UNLABELLED: Many studies are searching clinical and social-demographic predictive factors of the management options in psychiatric emergency. The greater part of these researches are published in US and are seeking about patients and about conditions of psychiatric practice different of the European circumstances. Such differences have motivated us to perform a comparison between the characteristics of the native Swiss and of the foreign patients in the psychiatric emergencies. The other aim of the study was to detect, if differences are proven, some predictive factors of their management strategies. This study describes the social-demographic and clinical characteristics of a sample of 1 028 unduplicated consultations and investigates possible relationships between these clinical characteristics and different management strategies, with a particular focus on the foreign patients, covering 46.5% of all consultations. Because quite half of the psychiatric emergency visits occur with foreigners, it plays a potentially important role in searching the disparities in diagnosis and management. To verify these differences, we studied two specific questions: 1) are there nationalities differences in diagnosis with respect to the Swiss native population, and 2) are there nationality differences in management of patients visiting a psychiatric emergency service?

METHODOLOGY: Demographic and clinical data were obtained prospectively from the psychiatric emergency service of Geneva, located in the county general hospital, during a 13 weeks period. The study involved all patients aged between 18 and 65 years, inhabitants of county of Geneva-Switzerland, presented at the psychiatric emergency service of the general hospital. To limit the bias of screening the chronic patients, we have included only once, at the first examination, the patients with more than one emergency consultation in the considered interval.

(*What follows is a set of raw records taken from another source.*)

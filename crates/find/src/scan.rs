use std::{
    collections::HashMap,
    num::NonZeroUsize,
    path::{Path, PathBuf},
    sync::{
        Arc, Mutex,
        atomic::{AtomicBool, AtomicUsize, Ordering},
    },
    thread,
};

use documents::{Buffer, Region, find_regions};
use regex::Regex;
use walkdir::WalkDir;

use crate::{
    FindError,
    filter::skip_reason,
    request::{FindConfig, FindLoc, FindRequest},
    results::{FileResult, FindResults},
    tree::FileNode,
};

/// Where a find runs and what it can see
#[derive(Debug, Clone, Copy)]
pub struct FindScope<'a> {
    pub root: &'a Path,
    /// File tree, used by `Open` and `NotTop`
    pub tree: Option<&'a FileNode>,
    /// File of the active view, used by `File` and `Dir`
    pub active: Option<&'a Path>,
    /// Open buffers, searched in place of their files
    pub buffers: &'a [Arc<dyn Buffer>],
    pub config: &'a FindConfig,
}

struct Candidate {
    path: PathBuf,
    buffer: Option<Arc<dyn Buffer>>,
}

fn buffer_index(scope: &FindScope<'_>) -> HashMap<PathBuf, Arc<dyn Buffer>> {
    scope
        .buffers
        .iter()
        .map(|b| (b.path(), Arc::clone(b)))
        .collect()
}

fn files_in_dir(dir: &Path) -> Vec<PathBuf> {
    let Ok(entries) = std::fs::read_dir(dir) else {
        return Vec::new();
    };
    let mut files: Vec<_> = entries
        .filter_map(|e| e.ok())
        .filter(|e| e.file_type().is_ok_and(|t| t.is_file()))
        .map(|e| e.path())
        .collect();
    files.sort();
    files
}

fn walk_all(root: &Path) -> Vec<PathBuf> {
    WalkDir::new(root)
        .follow_links(false)
        .sort_by_file_name()
        .into_iter()
        .filter_entry(|e| !(e.file_type().is_dir() && e.file_name() == ".git"))
        .filter_map(|e| e.ok())
        .filter(|e| e.file_type().is_file())
        .map(|e| e.into_path())
        .collect()
}

/// Files the request covers, in discovery order
fn candidates(request: &FindRequest, scope: &FindScope<'_>) -> Result<Vec<Candidate>, FindError> {
    let buffers = buffer_index(scope);
    let with_buffer = |path: PathBuf, buffer: Option<Arc<dyn Buffer>>| Candidate {
        buffer: buffer.or_else(|| buffers.get(&path).cloned()),
        path,
    };

    let found = match request.loc {
        FindLoc::File => {
            let active = scope.active.ok_or(FindError::NoActiveFile)?;
            vec![with_buffer(active.to_path_buf(), None)]
        }
        FindLoc::Dir => {
            let active = scope.active.ok_or(FindError::NoActiveFile)?;
            let dir = active.parent().unwrap_or(scope.root);
            files_in_dir(dir)
                .into_iter()
                .map(|p| with_buffer(p, None))
                .collect()
        }
        FindLoc::Open | FindLoc::NotTop => match scope.tree {
            Some(tree) => tree
                .open_files(request.loc == FindLoc::NotTop)
                .into_iter()
                .map(|n| with_buffer(n.path.clone(), n.buffer.clone()))
                .collect(),
            None => {
                tracing::warn!("no file tree available, nothing to search");
                Vec::new()
            }
        },
        FindLoc::All => walk_all(scope.root)
            .into_iter()
            .map(|p| with_buffer(p, None))
            .collect(),
    };
    Ok(found)
}

fn search_file(
    candidate: &Candidate,
    re: &Regex,
    request: &FindRequest,
    config: &FindConfig,
) -> Option<FileResult> {
    let size = match &candidate.buffer {
        Some(_) => 0,
        None => match std::fs::metadata(&candidate.path) {
            Ok(meta) => meta.len(),
            Err(e) => {
                tracing::debug!(path = %candidate.path.display(), error = %e, "skipping unreadable file");
                return None;
            }
        },
    };
    if let Some(reason) = skip_reason(
        &candidate.path,
        size,
        candidate.buffer.is_some(),
        request,
        config,
    ) {
        tracing::trace!(path = %candidate.path.display(), ?reason, "skipping file");
        return None;
    }

    let (text, regions) = match &candidate.buffer {
        Some(buffer) => (buffer.text(), buffer.search_regex(re)),
        None => {
            let bytes = match std::fs::read(&candidate.path) {
                Ok(bytes) => bytes,
                Err(e) => {
                    tracing::debug!(path = %candidate.path.display(), error = %e, "skipping unreadable file");
                    return None;
                }
            };
            let text = String::from_utf8_lossy(&bytes).into_owned();
            let regions = find_regions(&text, re);
            (text, regions)
        }
    };
    if regions.is_empty() {
        return None;
    }

    let text_lines: Vec<&str> = text.lines().collect();
    let lines = regions
        .iter()
        .map(|r: &Region| text_lines.get(r.start.line).copied().unwrap_or_default().to_string())
        .collect();
    Some(FileResult {
        path: candidate.path.clone(),
        count: regions.len(),
        regions,
        lines,
        buffer: candidate.buffer.clone(),
    })
}

/// Run `request` over `scope`.
///
/// Files are searched in parallel; `cancel` is checked between files and
/// aborts the find with [`FindError::Cancelled`].
#[tracing::instrument(skip(scope, cancel), fields(pattern = %request.pattern, loc = ?request.loc))]
pub fn find(
    request: &FindRequest,
    scope: &FindScope<'_>,
    cancel: &AtomicBool,
) -> Result<FindResults, FindError> {
    let re = request.compile()?;
    let candidates = candidates(request, scope)?;
    tracing::debug!(files = candidates.len(), "searching files");

    let workers = thread::available_parallelism()
        .map(NonZeroUsize::get)
        .unwrap_or(1)
        .min(candidates.len())
        .max(1);
    let next = AtomicUsize::new(0);
    let found: Mutex<Vec<(usize, FileResult)>> = Mutex::new(Vec::new());

    thread::scope(|s| {
        for _ in 0..workers {
            s.spawn(|| {
                while !cancel.load(Ordering::Relaxed) {
                    let i = next.fetch_add(1, Ordering::Relaxed);
                    let Some(candidate) = candidates.get(i) else {
                        return;
                    };
                    if let Some(result) = search_file(candidate, &re, request, scope.config) {
                        found
                            .lock()
                            .unwrap_or_else(|p| p.into_inner())
                            .push((i, result));
                    }
                }
            });
        }
    });

    if cancel.load(Ordering::Relaxed) {
        tracing::debug!("find cancelled");
        return Err(FindError::Cancelled);
    }

    let mut found = found.into_inner().unwrap_or_else(|p| p.into_inner());
    found.sort_by_key(|(i, _)| *i);
    let mut files: Vec<FileResult> = found.into_iter().map(|(_, r)| r).collect();
    files.sort_by(|a, b| b.count.cmp(&a.count));

    tracing::debug!(files = files.len(), "find complete");
    Ok(FindResults {
        request: request.clone(),
        files,
    })
}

RESULTS: As a general trend, the probability for the foreign patients to consult the emergency psychiatrist is greater than for the Swiss natives: OR=1.44, p=0.000. The social-demographic factors show significant differences between the foreigners and Swiss population: the immigrating population is younger, more active and clustered to a familial structure. Despite the availability and use of the same clinical criteria, foreign patients are disproportionately differently diagnosed, with less alcohol abuse (14.7% for foreigners versus 23.9% in the Swiss population), less personality disorders (8.1% versus 13%), more affective disorders (54.7% versus 43%) and more anxious disorders (18.4% versus 12.3%). Furthermore, on the sum of all diagnoses, the single statistically significant difference in management is found in respect to the recommendation for a Short-term Therapeutic Centre , done more frequently for the foreigners: 15.5% versus 11.3%. Some immigration-related predictive factors of diagnosis and management are found and detailed.

DISCUSSION: The apparent habit of the foreigners to appeal to the hospital emergencies could be, at least partially, due to a minority or cultural factor: the patients seem to be easily appealing to a great hospital rather than to a territorial policlinic by failure to find a psychiatrist into the Swiss health network. This hypothesis is to be confirmed by further studies. The inexistence of significant differences in management of the patients with the same diagnosis between the two patient groups suggests the equality of resources spent for the two patient groups. The main methodological limit of this study consists of the gathering of different immigrated nationalities in a unique patient group in order to find, if any, significant differences in comparison to the Swiss patients, whereas may be matter of heterogeneous populations.

CONCLUSION: These observations suggest that further researches are needed to clarify the decision-making process in diagnosis and patient management in psychiatric emergency department, especially for foreigners, and to distinguish different cultural groups rather than different nationalities. The reassessment of all patients with their clinical evolution and the allocated health resources could lead to the question on the relevance of health management decisions in psychiatric emergency circumstances, as well as to the question on the influence of the foreigner status on therapeutic decisions.